Kurz gesagt: Geschlechtermythen zu hinterfragen ist nicht nur eine Frage von Fairness oder Gerechtigkeit (auch wenn das wichtig ist). Es ist eine Frage von kollektivem mentalem Wohlstand. Weniger Stereotypendruck bedeutet mehr Raum für Authentizität, gesunde Hilfesuche, faire Arbeitsverteilung und stärkere Beziehungen.


Das Skript umschreiben – praktische Schritte fürs Wohlbefinden

Wenn Geschlechterstereotype kulturell gelernt und verstärkt werden, können sie auch verlernt und neu gestaltet werden. Konkrete Veränderungen sind auf individueller, organisatorischer und gesellschaftlicher Ebene möglich:


  • Wahrnehmen & benennen. Stoppen, wenn der Gedanke „typisch Mann/Frau“ auftaucht.
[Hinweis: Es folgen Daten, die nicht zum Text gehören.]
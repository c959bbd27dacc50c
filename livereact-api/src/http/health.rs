//! Health check endpoints
//!
//! Provides simple health check for monitoring probes.

use axum::{response::IntoResponse, routing::get, Router};

use crate::http::AppState;

/// Health check router
pub fn create_health_router() -> Router<AppState> {
    Router::new().route("/health", get(health_check))
}

/// Basic health check (always returns OK if server is running)
pub async fn health_check() -> impl IntoResponse {
    "OK"
}
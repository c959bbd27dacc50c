use chrono::{DateTime, Utc};
use serde::{Deserialize, Serialize};

use super::{PresentationId, ReactionKind};

/// Durable reaction counters for one presentation.
#[derive(Debug, Clone, Copy, Default, PartialEq, Eq, Serialize, Deserialize)]
pub struct ReactionCounts {
    pub thumbs_up: u64,
    pub heart: u64,
    pub laugh: u64,
    pub surprise: u64,
}

impl ReactionCounts {
    pub fn increment(&mut self, kind: ReactionKind) {
        match kind {
            ReactionKind::ThumbsUp => self.thumbs_up += 1,
            ReactionKind::Heart => self.heart += 1,
            ReactionKind::Laugh => self.laugh += 1,
            ReactionKind::Surprise => self.surprise += 1,
        }
    }

    #[must_use]
    pub const fn total(&self) -> u64 {
        self.thumbs_up + self.heart + self.laugh + self.surprise
    }
}

/// A presentation record as stored by the `CounterStore` collaborator.
#[derive(Debug, Clone, Serialize, Deserialize)]
pub struct Presentation {
    pub id: PresentationId,
    pub title: String,
    #[serde(default)]
    pub description: String,
    pub created_at: DateTime<Utc>,
    #[serde(flatten)]
    pub counts: ReactionCounts,
}

impl Presentation {
    #[must_use]
    pub fn new(title: String, description: String) -> Self {
        Self {
            id: PresentationId::new(),
            title,
            description,
            created_at: Utc::now(),
            counts: ReactionCounts::default(),
        }
    }
}

#[cfg(test)]
mod tests {
    use super::*;

    #[test]
    fn test_increment_counts() {
        let mut counts = ReactionCounts::default();
        counts.increment(ReactionKind::Heart);
        counts.increment(ReactionKind::Heart);
        counts.increment(ReactionKind::Laugh);

        assert_eq!(counts.heart, 2);
        assert_eq!(counts.laugh, 1);
        assert_eq!(counts.thumbs_up, 0);
        assert_eq!(counts.total(), 3);
    }

    #[test]
    fn test_counts_serialize_flat() {
        let presentation = Presentation::new("Demo".to_string(), String::new());
        let value = serde_json::to_value(&presentation).unwrap();

        // Counters appear as top-level fields, not nested
        assert_eq!(value["thumbs_up"], 0);
        assert_eq!(value["heart"], 0);
        assert!(value.get("counts").is_none());
    }
}
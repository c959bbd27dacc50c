//! WebSocket connection server for the live reaction channel
//!
//! Each viewer connection gets two tasks: the handler task reads inbound
//! frames and feeds them to the `ReactionRouter`, and a spawned writer task
//! drains the connection's bounded outbound queue into the socket. The hub
//! membership is released on the single exit path after the read loop, so a
//! group never retains a connection whose transport is gone.

use axum::{
    extract::{
        ws::{Message, WebSocket},
        Path, State, WebSocketUpgrade,
    },
    response::IntoResponse,
};
use futures::{SinkExt, StreamExt};
use tracing::{debug, info, warn};

use livereact_core::models::PresentationId;
use livereact_core::InboundOutcome;

use crate::http::AppState;

/// WebSocket handler for a presentation's live reaction stream
///
/// The presentation id is the final path segment of the connection target and
/// is accepted as-is: whether the presentation exists in storage is not this
/// layer's concern, the group is simply created on first join.
pub async fn websocket_handler(
    State(state): State<AppState>,
    Path(presentation_id): Path<String>,
    ws: WebSocketUpgrade,
) -> impl IntoResponse {
    let presentation_id = PresentationId::from_string(presentation_id);
    ws.max_message_size(state.websocket.max_message_size)
        .on_upgrade(move |socket| handle_socket(socket, state, presentation_id))
}

async fn handle_socket(socket: WebSocket, state: AppState, presentation_id: PresentationId) {
    let connection_id = nanoid::nanoid!(12);

    info!(
        presentation_id = %presentation_id.as_str(),
        connection_id = %connection_id,
        "WebSocket connection established"
    );

    // Join before pumping any frames: membership must exist by the time the
    // first inbound reaction can arrive.
    let mut outbound_rx = state
        .hub
        .subscribe(presentation_id.clone(), connection_id.clone());

    let (mut ws_sink, mut ws_stream) = socket.split();

    // Writer task: drain the bounded outbound queue into the socket, FIFO.
    // Exits when the queue closes (unsubscribe) or the transport write fails.
    let writer_connection_id = connection_id.clone();
    let writer = tokio::spawn(async move {
        while let Some(frame) = outbound_rx.recv().await {
            if let Err(e) = ws_sink.send(Message::Text(frame.into())).await {
                debug!(
                    connection_id = %writer_connection_id,
                    error = %e,
                    "WebSocket write failed, stopping writer"
                );
                break;
            }
        }
    });

    // Reader loop: route text frames, ignore control/binary frames, stop on
    // close or transport error. Decode failures are per-frame and recoverable.
    while let Some(message) = ws_stream.next().await {
        match message {
            Ok(Message::Text(text)) => {
                match state.router.handle_inbound(&presentation_id, text.as_str()) {
                    InboundOutcome::Delivered { recipients } => {
                        debug!(
                            presentation_id = %presentation_id.as_str(),
                            connection_id = %connection_id,
                            recipients = recipients,
                            "Reaction fanned out"
                        );
                    }
                    outcome => {
                        warn!(
                            presentation_id = %presentation_id.as_str(),
                            connection_id = %connection_id,
                            outcome = ?outcome,
                            "Dropped invalid reaction frame"
                        );
                    }
                }
            }
            Ok(Message::Close(_)) => break,
            Ok(_) => {} // Ignore binary, ping, pong
            Err(e) => {
                debug!(
                    connection_id = %connection_id,
                    error = %e,
                    "WebSocket read failed"
                );
                break;
            }
        }
    }

    // Sole leave path for this connection; closing the queue also ends the
    // writer task. The hub tolerates the broadcast-side cleanup racing us.
    state.hub.unsubscribe(&connection_id);
    let _ = writer.await;

    info!(
        presentation_id = %presentation_id.as_str(),
        connection_id = %connection_id,
        "WebSocket connection closed"
    );
}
Frage dich stattdesen: Ist dieses Verhalten wirklich biologisch – oder nur ein kulturelles Skript?

  • Erfahrungen diversifizieren. Früh und häufig unterschiedliche Rollen fördern: Leadership, Care-Arbeit, Technik, Kreatives – über Geschlechter hinweg.

  • Sprache ändern. Statt pauschaler Gender-Zuschreibungen lieber konkrete Beobachtungen nutzen.

  • Politik & Rahmenbedingungen. Elternzeit für alle, flexible Arbeitsmodelle und faire Beförderungspraxis machen nicht-traditionelle Entscheidungen möglich.

  • Rollenmodelle sichtbar machen. Männer, die empathisch führen; Frauen, die technisch brillieren; non-binäre Führungskräfte – Sichtbarkeit verändert Erwartungen.

  • Reflexion fördern. Journaling, Achtsamkeit, Werteklärung – Tools, die helfen, internalisierte Erwartungen zu erkennen und anders zu wählen.


Kleine Schritte, oft wiederholt, bauen neue Normen auf und reduzieren den unsichtbaren Druck, der Wohlbefinden schwächt.


Schlussgedanken: Vom Mythos zu Mental Wealth

Kultureller Wandel passiert nicht über Nacht. Aber wie bei jeder Gewohnheit, die Wohlbefinden stärkt, zählen kleine, wiederholte Schritte. Jedes Mal, wenn wir einen Geschlechter-Mythos hinterfragen – ob zu Hause, in der Schule oder im Büro – reduzieren wir vermeidbaren Stress, stärken Potenzial und schaffen Umfelder, in denen mentale Gesundheit gedeihen kann.


Well-being Rebel Fazit: Gehirne sind nicht rosa oder blau. Unsere Fähigkeiten, Stärken und Verletzlichkeiten sind menschlich. Diese Mythen zu entkräften ist essenziell – für individuelles Wohlbefinden, gesellschaftliches Gedeihen und resiliente Organisationen. Mental Wealth wächst dort, wo wir Menschen nicht nach Geschlecht in Schubladen stecken, sondern nach Chancen und Potenzial fördern.


Quellen & weitere Lesemöglichkeiten

  • Daphna Joel et al., Sex beyond the genitalia: The human brain mosaic (PNAS, 2015).

  • Wilamaya Patjxa (Andes) early hunter burial — 9,000-year-old female hunter (Science Advances / UC Davis reporting).

  • Cross-cultural analyses of women’s participation in hunting (PLOS ONE; comparative forager studies).

  • Genomic/osteological confirmation of the Birka grave (Bj 581) as a biologically female warrior (2017 study; follow-up analyses).

  • Ancient DNA study showing matrilocality and female-centered lineages in Iron Age Britain (Nature / 2024–25 reports).